Is your feature request related to a problem? Please describe. I'm looking to run PGD on ART's PyTorch Faster-RCNN using the xView dataset. This dataset contains images of varying shapes, so in order to use batch_size > 1, the inputs are stored as 1D numpy object arrays. For example, if using batch_size=16, the input x has shape (16,) and dtype np.object. x[i] would be of dtype float (or int) and of shape (image_i_height, image_i_width, 3).

Describe the solution you'd like Based on the testing I've done locally, it appears there are two places where modifications would need to be made:

1. The loss_gradient() of the PyTorch Faster-RCNN. The attack will initially crash here. np.stack() requires that the elements in grad_list are of the same shape (which they are not, in my case). A solution could be to check if x.dtype == np.object, and if so, make grads a 1D object array and then loop through the i elements of the batch, assigning grads[i] to the gradient of image i.

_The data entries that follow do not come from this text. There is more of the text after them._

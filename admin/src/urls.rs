use std::time::Duration;

use common::{publish::Api, site_config::SiteConfig};

pub const ADMIN_ORIGIN: &str = "https://admin.hlx.page";

// generous by default; bulk jobs over large catalogs are slow
const DEFAULT_POLL_TIMEOUT: Duration = Duration::from_secs(600);

/// Everything needed to address the admin API for one site.
#[derive(Debug, Clone)]
pub struct AdminContext {
    pub origin: String,
    pub org: Option<String>,
    pub site: Option<String>,
    pub site_ref: Option<String>,
    pub api_key: Option<String>,
    pub admin_version: Option<String>,
    pub poll_timeout: Duration,
}

impl Default for AdminContext {
    fn default() -> Self {
        Self::new()
    }
}

impl AdminContext {
    pub fn new() -> Self {
        Self {
            origin: ADMIN_ORIGIN.into(),
            org: None,
            site: None,
            site_ref: None,
            api_key: None,
            admin_version: None,
            poll_timeout: DEFAULT_POLL_TIMEOUT,
        }
    }

    pub fn for_site(config: &SiteConfig) -> Self {
        Self {
            org: Some(config.org.clone()),
            site: Some(config.site.clone()),
            site_ref: Some(config.site_ref.clone()),
            api_key: config.helix_api_key.clone(),
            ..Self::new()
        }
    }
}

/// Deterministic admin URL construction: origin, the api segment, the
/// `/{org}/{site}/{ref}` segment only when all three are configured,
/// the resource path, and finally the query string with the admin
/// version tag (when configured) ahead of every other parameter.
pub fn build_url(ctx: &AdminContext, api: Api, path: &str, query: &[(&str, &str)]) -> String {
    let mut url = format!("{}/{api}", ctx.origin);

    if let (Some(org), Some(site), Some(site_ref)) = (&ctx.org, &ctx.site, &ctx.site_ref) {
        url.push_str(&format!("/{org}/{site}/{site_ref}"));
    }

    url.push_str(path);

    let mut params: Vec<(&str, &str)> = Vec::new();

    if let Some(version) = &ctx.admin_version {
        params.push(("hlx-admin-version", version));
    }

    params.extend_from_slice(query);

    for (index, (key, value)) in params.iter().enumerate() {
        url.push(if index == 0 { '?' } else { '&' });
        url.push_str(key);
        url.push('=');
        url.push_str(&urlencoding::encode(value));
    }

    url
}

2. The next function where the attack crashes is the _apply_perturbation() of fast_gradient.py, here. The same kind of logic in (1) above could be used to avoid np.clip() breaking.

Additional context It appears this issue might've surfaced recently for another scenario (perhaps ASR?) because I see this kind of logic already implemented here and [here].(https://github.com/Trusted-AI/adversarial-robustness-toolbox/blob/dev_1.4.2/art/attacks/evasion/fast_gradient.py#L374)

[beat-buesser]

Hi @lcadalzo Thank you very much for raising this feature request.

Yes, it's correct that PyTorchFasterRCNN is expecting images of the same size in a single array of shape NHWC.

I think this feature would be very useful for datasets with images of various sizes.

We also should check TensorFlowFasterRCNN to provide the same support.